Relatório revela que norma revogada poderia ser usada para aumentar arrecadação de impostos
Um relatório interno da Receita Federal, datado de setembro de 2024, revela que um dos principais objetivos da Instrução Normativa que ampliaria o monitoramento das transações digitais, em especial do PIX, era comparar os dados obtidos com a renda declarada no Imposto de Renda das pessoas físicas.
Esse posicionamento foi apresentado em um documento chamado Exposição de Motivos, elaborado por auditores fiscais e encaminhado ao secretário da Receita, Robinson Barreirinhas, no dia 10 de setembro de 2024. O material, divulgado pelo jornalista Cedê Silva no site ofator.com.br e também acessado pela Gazeta do Povo.
A polêmica e a reação do governo
A controvérsia ficou conhecida como “crise do PIX” e gerou desgaste para o governo de Luiz Inácio Lula da Silva em janeiro (hoje com apenas 24% de aprovação e 41% de reprovação). A administração federal insistiu que a norma não previa taxação do PIX, com o próprio presidente reforçando essa mensagem em um vídeo onde realiza uma transferência via PIX para o time de futebol. O governo também argumentou que a medida tinha como foco o combate a crimes financeiros.
No entanto, a oposição, especialmente por meio de um vídeo do deputado Nikolas Ferreira (PL-MG), alertou que a norma poderia ser usada para aumentar a arrecadação tributária por meio da aplicação de impostos já existentes.

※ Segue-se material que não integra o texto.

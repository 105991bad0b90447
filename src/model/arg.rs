//! Extra arguments forwarded to model functions

use candle_core::{Device, Tensor};
use serde::{Deserialize, Serialize};

/// Positional or keyword argument passed alongside the input.
///
/// Tensor arguments follow the model onto its device; everything else is
/// passed through unchanged.
#[derive(Debug, Clone)]
pub enum Arg {
    Tensor(Tensor),
    Float(f64),
    Int(i64),
    Bool(bool),
    Text(String),
}

impl Arg {
    /// Copy tensor arguments to `device`
    pub fn to_device(&self, device: &Device) -> candle_core::Result<Arg> {
        match self {
            Arg::Tensor(t) => Ok(Arg::Tensor(t.to_device(device)?)),
            other => Ok(other.clone()),
        }
    }

    pub fn as_tensor(&self) -> Option<&Tensor> {
        match self {
            Arg::Tensor(t) => Some(t),
            _ => None,
        }
    }

    /// Numeric value, widening integers
    pub fn as_f64(&self) -> Option<f64> {
        match self {
            Arg::Float(v) => Some(*v),
            Arg::Int(v) => Some(*v as f64),
            _ => None,
        }
    }
}

impl From<Tensor> for Arg {
    fn from(t: Tensor) -> Self {
        Arg::Tensor(t)
    }
}

impl From<f64> for Arg {
    fn from(v: f64) -> Self {
        Arg::Float(v)
    }
}

impl From<i64> for Arg {
    fn from(v: i64) -> Self {
        Arg::Int(v)
    }
}

impl From<bool> for Arg {
    fn from(v: bool) -> Self {
        Arg::Bool(v)
    }
}

impl From<&str> for Arg {
    fn from(v: &str) -> Self {
        Arg::Text(v.to_string())
    }
}

/// Scalar argument as written in a task config file
#[derive(Debug, Clone, PartialEq, Serialize, Deserialize)]
#[serde(untagged)]
pub enum ArgValue {
    Bool(bool),
    Int(i64),
    Float(f64),
    Text(String),
    /// Vector literal, becomes a 1-D f32 tensor
    Vector(Vec<f32>),
}

impl ArgValue {
    pub fn into_arg(self) -> candle_core::Result<Arg> {
        Ok(match self {
            ArgValue::Bool(v) => Arg::Bool(v),
            ArgValue::Int(v) => Arg::Int(v),
            ArgValue::Float(v) => Arg::Float(v),
            ArgValue::Text(v) => Arg::Text(v),
            ArgValue::Vector(v) => Arg::Tensor(Tensor::new(v.as_slice(), &Device::Cpu)?),
        })
    }
}

#[cfg(test)]
mod tests {
    use super::*;

    #[test]
    fn test_non_tensor_args_pass_through() {
        let arg = Arg::from(3i64).to_device(&Device::Cpu).unwrap();
        assert_eq!(arg.as_f64(), Some(3.0));
        assert!(arg.as_tensor().is_none());
    }

    #[test]
    fn test_arg_values_from_yaml() {
        let values: Vec<ArgValue> = serde_yaml::from_str("[true, 2, 0.5, hello, [1.0, 2.0]]").unwrap();
        assert_eq!(values[0], ArgValue::Bool(true));
        assert_eq!(values[1], ArgValue::Int(2));
        assert_eq!(values[2], ArgValue::Float(0.5));
        assert_eq!(values[3], ArgValue::Text("hello".into()));

        let arg = values[4].clone().into_arg().unwrap();
        assert_eq!(arg.as_tensor().unwrap().dims(), &[2]);
    }
}
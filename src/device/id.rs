//! Device identifiers

use std::fmt;
use std::str::FromStr;

use candle_core::Device;

/// Opaque handle for one unit of compute hardware in a pool
///
/// CPU identifiers carry a slot number so a CPU-only host can still run a
/// pool with more than one lane.
#[derive(Debug, Clone, Copy, PartialEq, Eq, Hash, PartialOrd, Ord)]
pub enum DeviceId {
    /// Host CPU lane
    Cpu { slot: usize },
    /// CUDA device by ordinal
    Cuda { ordinal: usize },
}

impl DeviceId {
    pub fn cpu(slot: usize) -> Self {
        DeviceId::Cpu { slot }
    }

    pub fn cuda(ordinal: usize) -> Self {
        DeviceId::Cuda { ordinal }
    }

    /// Resolve the identifier to a compute device.
    ///
    /// Fails for CUDA identifiers when the crate is built without the `cuda`
    /// feature or the ordinal does not exist.
    pub fn open(&self) -> candle_core::Result<Device> {
        match self {
            DeviceId::Cpu { .. } => Ok(Device::Cpu),
            DeviceId::Cuda { ordinal } => Device::new_cuda(*ordinal),
        }
    }
}

impl fmt::Display for DeviceId {
    fn fmt(&self, f: &mut fmt::Formatter<'_>) -> fmt::Result {
        match self {
            DeviceId::Cpu { slot } => write!(f, "cpu:{}", slot),
            DeviceId::Cuda { ordinal } => write!(f, "cuda:{}", ordinal),
        }
    }
}

/// Error for unparseable device strings
#[derive(Debug, Clone, PartialEq, Eq, thiserror::Error)]
#[error("invalid device '{0}', expected cpu[:N] or cuda[:N]")]
pub struct ParseDeviceError(pub String);

impl FromStr for DeviceId {
    type Err = ParseDeviceError;

    fn from_str(s: &str) -> Result<Self, Self::Err> {
        let s = s.trim();
        let (kind, index) = match s.split_once(':') {
            Some((kind, index)) => (kind, Some(index)),
            None => (s, None),
        };
        let index = match index {
            Some(index) => index
                .parse::<usize>()
                .map_err(|_| ParseDeviceError(s.to_string()))?,
            None => 0,
        };
        match kind {
            "cpu" => Ok(DeviceId::cpu(index)),
            "cuda" | "gpu" => Ok(DeviceId::cuda(index)),
            _ => Err(ParseDeviceError(s.to_string())),
        }
    }
}

#[cfg(test)]
mod tests {
    use super::*;

    #[test]
    fn test_parse_device_strings() {
        assert_eq!("cpu".parse::<DeviceId>().unwrap(), DeviceId::cpu(0));
        assert_eq!("cpu:3".parse::<DeviceId>().unwrap(), DeviceId::cpu(3));
        assert_eq!("cuda".parse::<DeviceId>().unwrap(), DeviceId::cuda(0));
        assert_eq!("cuda:1".parse::<DeviceId>().unwrap(), DeviceId::cuda(1));
        assert!("tpu:0".parse::<DeviceId>().is_err());
        assert!("cuda:x".parse::<DeviceId>().is_err());
    }

    #[test]
    fn test_display_round_trips() {
        for id in [DeviceId::cpu(2), DeviceId::cuda(0)] {
            assert_eq!(id.to_string().parse::<DeviceId>().unwrap(), id);
        }
    }

    #[test]
    fn test_cpu_opens() {
        assert!(DeviceId::cpu(5).open().unwrap().is_cpu());
    }
}
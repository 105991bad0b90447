//! Error types for model tasks
//!
//! Every failure carries the [`Phase`] it happened in, so callers can tell a
//! misconfigured task from an exhausted device pool or a broken model.

use std::fmt;
use std::path::PathBuf;
use std::time::Duration;

use thiserror::Error;

use crate::device::DeviceId;

/// Stage of a task invocation in which an error was raised
#[derive(Debug, Clone, Copy, PartialEq, Eq)]
pub enum Phase {
    /// Task construction and static validation
    Configuration,
    /// Reading fields from the record
    Record,
    /// Input transforms and element-type cast
    Input,
    /// Waiting for a device from the pool
    Acquisition,
    /// Running the model on a borrowed device
    Execution,
    /// Output transforms and field assignment
    Output,
}

impl fmt::Display for Phase {
    fn fmt(&self, f: &mut fmt::Formatter<'_>) -> fmt::Result {
        let name = match self {
            Phase::Configuration => "configuration",
            Phase::Record => "record",
            Phase::Input => "input",
            Phase::Acquisition => "acquisition",
            Phase::Execution => "execution",
            Phase::Output => "output",
        };
        f.write_str(name)
    }
}

/// Error type for all task failures.
///
/// | Kind | Variants | Retried? |
/// |------|----------|----------|
/// | Configuration | Config, Cardinality | never |
/// | Data | MissingField, Storage, Transform | never |
/// | Resource exhaustion | Exhausted, Cancelled | never, pool untouched |
/// | Execution | DeviceOpen, Execution | never, device already released |
#[derive(Debug, Error)]
pub enum TaskError {
    /// Invalid task configuration.
    #[error("{phase} error: {message}")]
    Config { phase: Phase, message: String },

    /// Field names and their transforms (or the model output) disagree on
    /// single-vs-list shape or on list length.
    #[error("{phase} error: cardinality mismatch, {left} vs {right}")]
    Cardinality {
        phase: Phase,
        left: String,
        right: String,
    },

    /// Input field absent from the record.
    #[error("record error: field '{field}' not found")]
    MissingField { field: String },

    /// A transform or dtype cast failed.
    #[error("{phase} error: transform #{index} failed: {source}")]
    Transform {
        phase: Phase,
        index: usize,
        #[source]
        source: candle_core::Error,
    },

    /// Retry budget used up without obtaining a device.
    #[error("acquisition error: no device after {tries} tries of {timeout:?}")]
    Exhausted { tries: u32, timeout: Duration },

    /// Cancelled while waiting for a device.
    #[error("acquisition error: cancelled after {tries} tries")]
    Cancelled { tries: u32 },

    /// Borrowed identifier could not be resolved to a device.
    #[error("execution error: failed to open {device}: {source}")]
    DeviceOpen {
        device: DeviceId,
        #[source]
        source: candle_core::Error,
    },

    /// The model failed (or panicked) while running on a device.
    #[error("execution error on {device}: {message}")]
    Execution { device: DeviceId, message: String },

    /// Record file could not be read or written.
    #[error("record error: {}: {source}", path.display())]
    Storage {
        path: PathBuf,
        #[source]
        source: candle_core::Error,
    },
}

impl TaskError {
    pub(crate) fn config(message: impl Into<String>) -> Self {
        TaskError::Config {
            phase: Phase::Configuration,
            message: message.into(),
        }
    }

    /// Phase in which this error occurred
    pub fn phase(&self) -> Phase {
        match self {
            TaskError::Config { phase, .. }
            | TaskError::Cardinality { phase, .. }
            | TaskError::Transform { phase, .. } => *phase,
            TaskError::MissingField { .. } | TaskError::Storage { .. } => Phase::Record,
            TaskError::Exhausted { .. } | TaskError::Cancelled { .. } => Phase::Acquisition,
            TaskError::DeviceOpen { .. } | TaskError::Execution { .. } => Phase::Execution,
        }
    }

    /// True for errors that mean the task itself is misconfigured
    pub fn is_configuration(&self) -> bool {
        matches!(
            self,
            TaskError::Config { .. } | TaskError::Cardinality { .. }
        )
    }
}

/// Result alias for task operations
pub type Result<T> = std::result::Result<T, TaskError>;

#[cfg(test)]
mod tests {
    use super::*;

    #[test]
    fn test_phase_of_each_kind() {
        assert_eq!(TaskError::config("x").phase(), Phase::Configuration);
        assert_eq!(
            TaskError::Exhausted {
                tries: 3,
                timeout: Duration::from_secs(1)
            }
            .phase(),
            Phase::Acquisition
        );
        assert_eq!(
            TaskError::Execution {
                device: DeviceId::cpu(0),
                message: "boom".into()
            }
            .phase(),
            Phase::Execution
        );
        assert_eq!(
            TaskError::MissingField { field: "x".into() }.phase(),
            Phase::Record
        );
    }

    #[test]
    fn test_message_names_phase() {
        let err = TaskError::Cardinality {
            phase: Phase::Output,
            left: "list of 2".into(),
            right: "single".into(),
        };
        assert!(err.to_string().starts_with("output error"));
        assert!(err.is_configuration());
    }
}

A Instrução Normativa RFB nº 2.219/2024, publicada dias depois do documento interno da Receita, determinava que fintechs e bancos digitais informassem à Receita Federal as contas de pessoas físicas que recebessem mais de R$ 5 mil em PIX no mês e de pessoas jurídicas que movimentassem mais de R$ 15 mil. Após forte repercussão negativa, a norma foi revogada em 15 de janeiro.
O verdadeiro objetivo da norma?
Apesar de o governo ter afirmado que a medida visava combater a lavagem de dinheiro, a Exposição de Motivos sugere que a principal intenção era identificar possíveis omissões de renda nas declarações de Imposto de Renda. Embora o documento não afirme explicitamente que haveria cobrança de tributos sobre essas movimentações, também não descarta essa possibilidade.
Um dos trechos do relatório menciona o interesse do Fisco em monitorar as transações realizadas por meio de contas digitais de instituições como Nubank, Banco C6 e PicPay.
Especialistas e oposição questionam
Com a revelação do documento, especialistas voltaram a afirmar que a norma poderia, sim, resultar em maior arrecadação de tributos. A advogada tributarista Maria Carolina Gontijo ironizou a situação nas redes sociais: “Quem poderia imaginar que a Receita Federal queria arrecadar mais de quem tenta se esconder dela?”.